EXERCISE INSTRUCTIONS:
A line containing "fn offset(x: usize, y: usize)" appears in the material below. Return exactly every line from the first through that one, and only those.

DATA RECORDS:
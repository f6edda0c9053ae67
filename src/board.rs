use crate::piece::ActivePiece;
use crate::shape::{occupied, Shape, SHAPE_SIZE};

pub const BOARD_WIDTH: usize = 10;
pub const BOARD_HEIGHT: usize = 20;

const EMPTY: u8 = 0;

/// Locked cells of the playfield, row-major. 0 is empty; 1..=7 is the
/// `cell_value` of the shape that locked there.
#[derive(Clone, Copy, PartialEq, Eq, Debug)]
pub struct Board {
    cells: [u8; BOARD_WIDTH * BOARD_HEIGHT],
}

impl Default for Board {
    fn default() -> Self {
        Self::new()
    }
}

impl Board {
    pub fn new() -> Self {
        Self {
            cells: [EMPTY; BOARD_WIDTH * BOARD_HEIGHT],
        }
    }

    pub fn reset(&mut self) {
        self.cells.fill(EMPTY);
    }

    fn offset(x: usize, y: usize) -> usize {
        assert!(
            x < BOARD_WIDTH && y < BOARD_HEIGHT,
            "cell ({x}, {y}) outside {BOARD_WIDTH}x{BOARD_HEIGHT} board"
        );
        y * BOARD_WIDTH + x
    }

    pub fn cell(&self, x: usize, y: usize) -> u8 {
        self.cells[Self::offset(x, y)]
    }

    pub fn set(&mut self, x: usize, y: usize, value: u8) {
        assert!(value <= 7, "cell value {value} out of range");
        self.cells[Self::offset(x, y)] = value;
    }

    pub fn row(&self, y: usize) -> &[u8] {
        let start = Self::offset(0, y);
        &self.cells[start..start + BOARD_WIDTH]
    }

    pub fn rows(&self) -> impl Iterator<Item = &[u8]> {
        self.cells.chunks_exact(BOARD_WIDTH)
    }

    /// Inside the playfield or anywhere above it.
    pub fn is_inside(&self, x: i32, y: i32) -> bool {
        x >= 0 && x < BOARD_WIDTH as i32 && y < BOARD_HEIGHT as i32
    }

    /// Space above the board is never locked.
    pub fn is_locked(&self, x: i32, y: i32) -> bool {
        if y < 0 {
            return false;
        }
        assert!(x >= 0, "column {x} outside board");
        self.cell(x as usize, y as usize) != EMPTY
    }

    /// True if `shape` at `rotation` with its box at `(x, y)` would leave the
    /// side walls, reach the floor, or overlap a locked cell.
    pub fn would_collide(&self, shape: Shape, rotation: i32, x: i32, y: i32) -> bool {
        for r in 0..SHAPE_SIZE {
            for c in 0..SHAPE_SIZE {
                if !occupied(shape, rotation, r, c) {
                    continue;
                }
                let bx = x + c as i32;
                let by = y + r as i32;
                if !self.is_inside(bx, by) || self.is_locked(bx, by) {
                    return true;
                }
            }
        }
        false
    }

    /// Writes the piece's cells into the board. Cells still above the board
    /// are dropped.
    pub fn lock_piece(&mut self, piece: &ActivePiece) {
        let value = piece.shape.cell_value();
        for (x, y) in piece.cells() {
            if y >= 0 && y < BOARD_HEIGHT as i32 && x >= 0 && x < BOARD_WIDTH as i32 {
                self.set(x as usize, y as usize, value);
            }
        }
    }

    /// Removes every full row, pulling the rows above down, and returns how
    /// many went.
    pub fn clear_full_rows(&mut self) -> u32 {
        let mut cleared = 0;
        let mut y = BOARD_HEIGHT;

        while y > 0 {
            let row = y - 1;
            if self.is_row_full(row) {
                // Shift rows [0, row) down one and empty the top row.
                self.cells.copy_within(0..row * BOARD_WIDTH, BOARD_WIDTH);
                self.cells[..BOARD_WIDTH].fill(EMPTY);
                cleared += 1;
                // Don't advance - the row above has moved into this index
            } else {
                y -= 1;
            }
        }

        cleared
    }

    pub fn is_row_full(&self, y: usize) -> bool {
        self.row(y).iter().all(|&cell| cell != EMPTY)
    }

    pub fn filled_in_row(&self, y: usize) -> usize {
        self.row(y).iter().filter(|&&cell| cell != EMPTY).count()
    }

    pub fn filled_cells(&self) -> usize {
        self.cells.iter().filter(|&&cell| cell != EMPTY).count()
    }
}

// ============================================================================
// Test Helpers
// ============================================================================

pub mod test_helpers {
    use super::*;

    pub fn fill_row(board: &mut Board, y: usize) {
        for x in 0..BOARD_WIDTH {
            board.set(x, y, Shape::T.cell_value());
        }
    }

    pub fn fill_row_with_gap(board: &mut Board, y: usize, gap_x: usize) {
        for x in 0..BOARD_WIDTH {
            if x != gap_x {
                board.set(x, y, Shape::T.cell_value());
            }
        }
    }
}
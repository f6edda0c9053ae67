//! Falling-block puzzle engine driven by a gravity clock and discrete commands.
//!
//! The library holds the game rules only: shapes, board, collision, locking,
//! line clears, scoring and the tick scheduler. Rendering, input polling and
//! frame pacing live in the `tick-tetris` binary.

pub mod board;
pub mod game;
pub mod piece;
pub mod scoring;
pub mod shape;
pub mod source;

pub use board::{Board, BOARD_HEIGHT, BOARD_WIDTH};
pub use game::{Command, GameEvent, GameState, LockReport, Phase, Snapshot};
pub use piece::ActivePiece;
pub use scoring::{gravity_interval_ms, level_for_lines, line_clear_points, ScoreBoard};
pub use shape::{occupied, Shape};
pub use source::{RandomShapes, SequenceShapes, ShapeSource};
// ============================================================================
// Configuration
// ============================================================================

pub const LINES_PER_LEVEL: u32 = 10;

// Scoring, multiplied by the level the clear happened on
pub const SCORE_SINGLE: u32 = 40;
pub const SCORE_DOUBLE: u32 = 100;
pub const SCORE_TRIPLE: u32 = 300;
pub const SCORE_TETRIS: u32 = 1200;

// Gravity timing (in milliseconds)
pub const BASE_GRAVITY_MS: u64 = 1000;
pub const GRAVITY_STEP_MS: u64 = 80;
pub const MIN_GRAVITY_MS: u64 = 100;

// ============================================================================
// Scoring
// ============================================================================

/// Base points for clearing `lines` rows at once. Anything outside 1..=4
/// scores nothing.
pub fn line_clear_points(lines: u32) -> u32 {
    match lines {
        1 => SCORE_SINGLE,
        2 => SCORE_DOUBLE,
        3 => SCORE_TRIPLE,
        4 => SCORE_TETRIS,
        _ => 0,
    }
}

pub fn level_for_lines(total_lines: u32) -> u32 {
    1 + total_lines / LINES_PER_LEVEL
}

/// Milliseconds between forced downward steps at `level`.
pub fn gravity_interval_ms(level: u32) -> u64 {
    let speed_reduction = u64::from(level.saturating_sub(1)) * GRAVITY_STEP_MS;
    BASE_GRAVITY_MS
        .saturating_sub(speed_reduction)
        .max(MIN_GRAVITY_MS)
}

#[derive(Clone, Copy, PartialEq, Eq, Debug, Default)]
pub struct ScoreDelta {
    pub points: u64,
    pub leveled_up: bool,
}

/// Score, level and line total. The level is always derived from the line
/// total, so it can only go up.
#[derive(Clone, Copy, PartialEq, Eq, Debug)]
pub struct ScoreBoard {
    score: u64,
    level: u32,
    lines: u32,
}

impl Default for ScoreBoard {
    fn default() -> Self {
        Self::new()
    }
}

impl ScoreBoard {
    pub fn new() -> Self {
        Self {
            score: 0,
            level: 1,
            lines: 0,
        }
    }

    pub fn score(&self) -> u64 {
        self.score
    }

    pub fn level(&self) -> u32 {
        self.level
    }

    pub fn lines(&self) -> u32 {
        self.lines
    }

    /// Credits a clear of `cleared` rows at the current level, then moves the
    /// level up if the new line total crossed a threshold.
    pub fn apply_clear(&mut self, cleared: u32) -> ScoreDelta {
        let points = u64::from(line_clear_points(cleared)) * u64::from(self.level);
        self.score += points;
        self.lines += cleared;

        let new_level = level_for_lines(self.lines);
        let leveled_up = new_level > self.level;
        self.level = new_level;

        ScoreDelta { points, leveled_up }
    }
}
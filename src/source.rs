use rand::rngs::StdRng;
use rand::{Rng, SeedableRng};

use crate::shape::Shape;

/// Supplies the shape of each newly spawned piece.
pub trait ShapeSource: Send {
    fn next_shape(&mut self) -> Shape;
}

/// Uniform choice over the seven shapes.
pub struct RandomShapes {
    rng: StdRng,
}

impl RandomShapes {
    pub fn from_entropy() -> Self {
        Self {
            rng: StdRng::from_entropy(),
        }
    }

    /// Same seed, same shape sequence.
    pub fn seeded(seed: u64) -> Self {
        Self {
            rng: StdRng::seed_from_u64(seed),
        }
    }
}

impl ShapeSource for RandomShapes {
    fn next_shape(&mut self) -> Shape {
        Shape::from_index(self.rng.gen_range(0..Shape::ALL.len()))
    }
}

/// Cycles through a fixed list. Used to script games in tests.
pub struct SequenceShapes {
    shapes: Vec<Shape>,
    index: usize,
}

impl SequenceShapes {
    /// Panics if `shapes` is empty.
    pub fn new(shapes: Vec<Shape>) -> Self {
        assert!(!shapes.is_empty(), "shape sequence must not be empty");
        Self { shapes, index: 0 }
    }
}

impl ShapeSource for SequenceShapes {
    fn next_shape(&mut self) -> Shape {
        let shape = self.shapes[self.index % self.shapes.len()];
        self.index += 1;
        shape
    }
}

EXERCISE SOLUTION:
repository f6edda0c9053ae67
filename src/board.rs
use crate::piece::ActivePiece;
use crate::shape::{occupied, Shape, SHAPE_SIZE};

pub const BOARD_WIDTH: usize = 10;
pub const BOARD_HEIGHT: usize = 20;

const EMPTY: u8 = 0;

/// Locked cells of the playfield, row-major. 0 is empty; 1..=7 is the
/// `cell_value` of the shape that locked there.
#[derive(Clone, Copy, PartialEq, Eq, Debug)]
pub struct Board {
    cells: [u8; BOARD_WIDTH * BOARD_HEIGHT],
}

impl Default for Board {
    fn default() -> Self {
        Self::new()
    }
}

impl Board {
    pub fn new() -> Self {
        Self {
            cells: [EMPTY; BOARD_WIDTH * BOARD_HEIGHT],
        }
    }

    pub fn reset(&mut self) {
        self.cells.fill(EMPTY);
    }

    fn offset(x: usize, y: usize) -> usize {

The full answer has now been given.